Keywords: Belo Monte Hydroelectric Plant, Scientific controversies, Clean energy.
Articles
A Hidrelétrica Belo Monte: da controvérsia sobre energia limpa à produção da "verdade científica"1
The Belo Monte Hydroelectric Plant: from the controversy over clean energy to the production of "scientific truth"
Recepção: 05 Novembro 2018
Aprovação: 30 Março 2020
A matriz energética brasileira é majoritariamente renovável e a maior fatia provém das usinas hidrelétricas, que são também consideradas fontes limpas de energia por não emitirem Gases de Efeito Estufa. Entretanto, esse posicionamento que têm se mantido hegemônico é controverso e cientificamente tem sido debatido desde a década de 1990 sobre qual seria de fato a contribuição das usinas hidrelétricas quanto à emissão de gases que contribuiriam para o aquecimento global. Assim, este trabalho debruça-se no resgate da controvérsia sobre a geração de energia limpa na versão dos estudos tecnocientíficos que disputam os indicadores (e a produção da verdade) sobre a energia limpa.
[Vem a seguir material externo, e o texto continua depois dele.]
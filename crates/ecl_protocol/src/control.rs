//! Request and response controls, and result codes.
//!
//! Controls arrive already decoded by the protocol layer; this module only
//! gives them a typed shape.

use std::collections::BTreeSet;
use std::fmt;

/// OIDs of the controls the changelog understands.
pub mod oid {
    /// Cookie exchange (request) and entry changelog notification (response).
    pub const ECL_COOKIE_EXCHANGE: &str = "1.3.6.1.4.1.26027.1.5.4";
    /// LDAP assertion.
    pub const ASSERTION: &str = "1.3.6.1.1.12";
    /// Proxied authorization, version 1.
    pub const PROXIED_AUTH_V1: &str = "2.16.840.1.113730.3.4.12";
    /// Proxied authorization, version 2.
    pub const PROXIED_AUTH_V2: &str = "2.16.840.1.113730.3.4.18";
    /// Persistent search.
    pub const PERSISTENT_SEARCH: &str = "2.16.840.1.113730.3.4.3";
    /// LDAP subentries.
    pub const SUBENTRIES: &str = "1.3.6.1.4.1.4203.1.10.1";
    /// Matched values.
    pub const MATCHED_VALUES: &str = "1.2.826.0.1.3344810.2.3";
    /// Account usable.
    pub const ACCOUNT_USABLE: &str = "1.3.6.1.4.1.42.2.27.9.5.8";
    /// Real attributes only.
    pub const REAL_ATTRS_ONLY: &str = "2.16.840.1.113730.3.4.17";
    /// Virtual attributes only.
    pub const VIRTUAL_ATTRS_ONLY: &str = "2.16.840.1.113730.3.4.19";
    /// Get effective rights.
    pub const GET_EFFECTIVE_RIGHTS: &str = "1.3.6.1.4.1.42.2.27.9.5.2";
    /// Server-side sort.
    pub const SERVER_SIDE_SORT: &str = "1.2.840.113556.1.4.473";
    /// Virtual list view.
    pub const VLV: &str = "2.16.840.1.113730.3.4.9";
}

/// Change types a persistent search is interested in.
#[derive(Debug, Clone, Copy, PartialEq, Eq, PartialOrd, Ord, Hash)]
pub enum PersistentChangeType {
    /// Entry added.
    Add,
    /// Entry deleted.
    Delete,
    /// Entry modified.
    Modify,
    /// Entry renamed.
    ModDn,
}

/// A decoded request control.
#[derive(Debug, Clone, PartialEq, Eq)]
pub enum ControlKind {
    /// Resumption cookie, still in string form.
    CookieExchange {
        /// Raw cookie string.
        cookie: String,
    },
    /// Assertion filter evaluated against the search base entry.
    Assertion {
        /// Filter string.
        filter: String,
    },
    /// Proxied authorization, version 1 (authorization DN).
    ProxiedAuthV1 {
        /// DN to act as; empty for anonymous.
        authz_dn: String,
    },
    /// Proxied authorization, version 2 (authorization id resolved to a DN).
    ProxiedAuthV2 {
        /// DN to act as; empty for anonymous.
        authz_dn: String,
    },
    /// Persistent search.
    PersistentSearch {
        /// Change types to report.
        change_types: BTreeSet<PersistentChangeType>,
        /// Skip the initial backlog.
        changes_only: bool,
        /// Attach entry change notification controls.
        return_ecs: bool,
    },
    /// Return subentries.
    Subentries,
    /// Matched values filters.
    MatchedValues {
        /// Value filters.
        filters: Vec<String>,
    },
    /// Account usable.
    AccountUsable,
    /// Real attributes only.
    RealAttrsOnly,
    /// Virtual attributes only.
    VirtualAttrsOnly,
    /// Get effective rights; handled by access control.
    GetEffectiveRights,
    /// Anything else.
    Other {
        /// Control OID.
        oid: String,
    },
}

/// A request control with its criticality.
#[derive(Debug, Clone, PartialEq, Eq)]
pub struct RequestControl {
    /// Whether the server must reject the request if it cannot honour it.
    pub critical: bool,
    /// Decoded control.
    pub kind: ControlKind,
}

impl RequestControl {
    /// Creates a non-critical control.
    pub fn new(kind: ControlKind) -> Self {
        Self {
            critical: false,
            kind,
        }
    }

    /// Creates a critical control.
    pub fn critical(kind: ControlKind) -> Self {
        Self {
            critical: true,
            kind,
        }
    }

    /// Shorthand for a cookie exchange control.
    pub fn cookie(cookie: impl Into<String>) -> Self {
        Self::new(ControlKind::CookieExchange {
            cookie: cookie.into(),
        })
    }

    /// The control OID.
    pub fn oid(&self) -> &str {
        match &self.kind {
            ControlKind::CookieExchange { .. } => oid::ECL_COOKIE_EXCHANGE,
            ControlKind::Assertion { .. } => oid::ASSERTION,
            ControlKind::ProxiedAuthV1 { .. } => oid::PROXIED_AUTH_V1,
            ControlKind::ProxiedAuthV2 { .. } => oid::PROXIED_AUTH_V2,
            ControlKind::PersistentSearch { .. } => oid::PERSISTENT_SEARCH,
            ControlKind::Subentries => oid::SUBENTRIES,
            ControlKind::MatchedValues { .. } => oid::MATCHED_VALUES,
            ControlKind::AccountUsable => oid::ACCOUNT_USABLE,
            ControlKind::RealAttrsOnly => oid::REAL_ATTRS_ONLY,
            ControlKind::VirtualAttrsOnly => oid::VIRTUAL_ATTRS_ONLY,
            ControlKind::GetEffectiveRights => oid::GET_EFFECTIVE_RIGHTS,
            ControlKind::Other { oid } => oid,
        }
    }
}

/// A control attached to a returned entry.
#[derive(Debug, Clone, PartialEq, Eq)]
pub enum ResponseControl {
    /// Cookie after the change carried by the entry.
    EntryChangelogNotification {
        /// Encoded cookie.
        cookie: String,
    },
}

impl ResponseControl {
    /// The control OID.
    pub fn oid(&self) -> &'static str {
        match self {
            ResponseControl::EntryChangelogNotification { .. } => oid::ECL_COOKIE_EXCHANGE,
        }
    }

    /// Whether the control is marked critical.
    pub fn is_critical(&self) -> bool {
        true
    }
}

/// LDAP result codes used by the changelog.
#[derive(Debug, Clone, Copy, PartialEq, Eq, Hash)]
pub enum ResultCode {
    /// 0
    Success,
    /// 1
    OperationsError,
    /// 2
    ProtocolError,
    /// 4
    SizeLimitExceeded,
    /// 12
    UnavailableCriticalExtension,
    /// 32
    NoSuchObject,
    /// 34
    InvalidDnSyntax,
    /// 50
    InsufficientAccessRights,
    /// 53
    UnwillingToPerform,
    /// 80
    Other,
    /// 118
    Canceled,
    /// 122
    AssertionFailed,
    /// 123
    AuthorizationDenied,
}

impl ResultCode {
    /// Numeric value on the wire.
    pub fn code(&self) -> u16 {
        match self {
            ResultCode::Success => 0,
            ResultCode::OperationsError => 1,
            ResultCode::ProtocolError => 2,
            ResultCode::SizeLimitExceeded => 4,
            ResultCode::UnavailableCriticalExtension => 12,
            ResultCode::NoSuchObject => 32,
            ResultCode::InvalidDnSyntax => 34,
            ResultCode::InsufficientAccessRights => 50,
            ResultCode::UnwillingToPerform => 53,
            ResultCode::Other => 80,
            ResultCode::Canceled => 118,
            ResultCode::AssertionFailed => 122,
            ResultCode::AuthorizationDenied => 123,
        }
    }

    /// Standard name.
    pub fn name(&self) -> &'static str {
        match self {
            ResultCode::Success => "success",
            ResultCode::OperationsError => "operationsError",
            ResultCode::ProtocolError => "protocolError",
            ResultCode::SizeLimitExceeded => "sizeLimitExceeded",
            ResultCode::UnavailableCriticalExtension => "unavailableCriticalExtension",
            ResultCode::NoSuchObject => "noSuchObject",
            ResultCode::InvalidDnSyntax => "invalidDNSyntax",
            ResultCode::InsufficientAccessRights => "insufficientAccessRights",
            ResultCode::UnwillingToPerform => "unwillingToPerform",
            ResultCode::Other => "other",
            ResultCode::Canceled => "canceled",
            ResultCode::AssertionFailed => "assertionFailed",
            ResultCode::AuthorizationDenied => "authorizationDenied",
        }
    }
}

impl fmt::Display for ResultCode {
    fn fmt(&self, f: &mut fmt::Formatter<'_>) -> fmt::Result {
        write!(f, "{} ({})", self.code(), self.name())
    }
}

#[cfg(test)]
mod tests {
    use super::*;

    #[test]
    fn control_oids() {
        assert_eq!(RequestControl::cookie("").oid(), oid::ECL_COOKIE_EXCHANGE);
        assert_eq!(
            RequestControl::critical(ControlKind::Other {
                oid: "1.2.3".into()
            })
            .oid(),
            "1.2.3"
        );
        assert_eq!(
            ResponseControl::EntryChangelogNotification {
                cookie: String::new()
            }
            .oid(),
            oid::ECL_COOKIE_EXCHANGE
        );
    }

    #[test]
    fn result_code_display() {
        assert_eq!(ResultCode::Success.code(), 0);
        assert_eq!(
            ResultCode::UnavailableCriticalExtension.to_string(),
            "12 (unavailableCriticalExtension)"
        );
    }
}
Neste trabalho serão expostos dois cenários sobre o "estado da arte" desta controvérsia. O primeiro cenário expõe como a controvérsia opera no contexto energético brasileiro; no segundo, como ela é acionada para a construção da viabilidade Ambiental da Usina Hidrelétrica Belo Monte. A lente sociológica utilizada para acompanhar essa exposição faz parte das abordagens conca-tenadas sob o termo de "Estudos Sociais da Ciência e da Técnica", que emergem na década de 1970, e se dedicam a compreender as condições materiais, históricas, antropológicas de produção da objetividade do conhecimento (Latour, 2013). Essas abordagens chamadas de a "nova sociologia da ciência" (Shinn; Ragouet, 2008) dedicam-se a pesquisar a distinção entre política e ciência; a relação entre valores e a construção de fatos no fazer científico. De forma geral, são estudos que contrapõem-se à noção de racionalidade científica "pura" vinculada às noções de modernização e de verdade (Latour, 2013).
O programa inaugural que adota a abordagem de investigar como os elementos sociais influenciam na construção do conhecimento científico é a Escola de Edimburgo, com o Programa Forte da Sociologia, cujo principal representante é David Bloor que produz o princípio da simetria (Bloor, 1976) para analisar o que é considerado erro e acerto na construção científica. Nessa mesma esteira contextual, Harry Collins, principal representante da "Escola de Bath", propõe como forma de análise das controvérsias científicas uma versão própria do Programa Forte de David Bloor, conhecido como Empirical Programme on Relativism (EPOR) (Pestre, 1996).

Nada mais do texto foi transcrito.